La sensibilité est une propriété des êtres vivants, grâce à laquelle ils sont capables d’agir de manière appropriée aux variations de leur milieu extérieur et de leur propre corps. Ainsi, si la chaleur se met à monter brusquement au point de les menacer, des animaux vont spontanément chercher à fuir. De même, certaines plantes qui manquent d’eau vont monter en graine pour chercher à se reproduire avant de mourir. Dans la mesure où tous les êtres vivants réagissent à ce qui leur arrive, il paraît donc justifié de dire qu’ils sont conscients du monde extérieur et d’eux-mêmes. Il n’y a de ce point de vue qu’une différence de degrés (et non de nature) entre l’espèce humaine et les autres.

Par ailleurs, pour un même individu, elle varie en intensité: nous sommes plus ou moins conscients selon les moments de la journée, et nos activités. Quelqu’un qui dort ou qui traverse une crise de folie « perd » la conscience, du moins transitoirement. Au contraire, un sage qui médite pourrait être dit « pleinement conscient ». La conscience est une sorte d’intensité vitale, qui varie selon les moments, les individus, et les espèces. Mais n’y a-t-il pas des seuils, dans ces variations d’intensité, qui modifient la nature même des individus?

Il paraît difficile de mettre sur un même plan un caillou, une bactérie, une mousse, une étoile de mer, un singe et un être humain. Il y a tout d’abord des réalités qui semblent totalement dépourvues de conscience: ce sont les êtres « bruts » (pour reprendre une expression de Leibniz), tels qu’une pierre, un immeuble, ou encore une étoile. Il y a ensuite les êtres vivants doués de sensibilité, dont nous avons déjà parlés. Mais quand la sensibilité se renforce au point de devenir présence à soi, on peut parler d’êtres « spirituels » (toujours Leibniz). Ce qui différencie ces derniers des autres, c’est qu’ils savent que le monde existe, et qu’eux-mêmes en font partie. Autrement dit, les « esprits » sont des êtres pensants capables de se représenter leur propre existence au sein du monde. Pourquoi cela les distingue-t-il des autres êtres?

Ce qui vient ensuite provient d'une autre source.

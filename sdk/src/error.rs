use graph::{InferenceError, RelationshipError};
use state::StateError;
use storage::crypto::CryptoError;
use storage::{RepoError, StoreError};
use tessera_core::error::{ErrorCode, TesseraError};
use thiserror::Error;

#[derive(Debug, Error)]
pub enum ServiceError {
    #[error("encryption setup failed: {0}")]
    Crypto(#[from] CryptoError),
    #[error(transparent)]
    Store(#[from] StoreError),
    #[error(transparent)]
    Repository(#[from] RepoError),
    #[error(transparent)]
    State(#[from] StateError),
    #[error(transparent)]
    Relationship(#[from] RelationshipError),
    #[error(transparent)]
    Inference(#[from] InferenceError),
    #[error("job queue error: {0}")]
    Queue(#[from] anyhow::Error),
    #[error("no inference worker is running")]
    WorkerNotRunning,
}

impl TesseraError for ServiceError {
    fn error_code(&self) -> ErrorCode {
        match self {
            ServiceError::Repository(err) => err.error_code(),
            ServiceError::State(err) => err.error_code(),
            ServiceError::Relationship(err) => err.error_code(),
            ServiceError::Inference(err) => err.error_code(),
            ServiceError::Store(err) => err.error_code(),
            ServiceError::Crypto(_) | ServiceError::Queue(_) | ServiceError::WorkerNotRunning => {
                ErrorCode::Internal
            }
        }
    }
}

Se représenter, cela veut dire littéralement : « rendre présent une nouvelle fois ». Les choses sans conscience sont présentes une fois : elles sont, sans savoir qu’elles sont. Mais avec la conscience, certains êtres vivants acquièrent la capacité de prendre du recul sur leur propre existence et le monde qui les entoure. Pour parler comme Hegel, ils existent « en soi » ‘(comme des objets matériels) mais aussi « pour soi » (en se représentant leur propre existence). C’est ce mode d’existence « double » qui est souvent réservé à l’espèce humaine. Qu’est-ce qui justifie une telle restriction?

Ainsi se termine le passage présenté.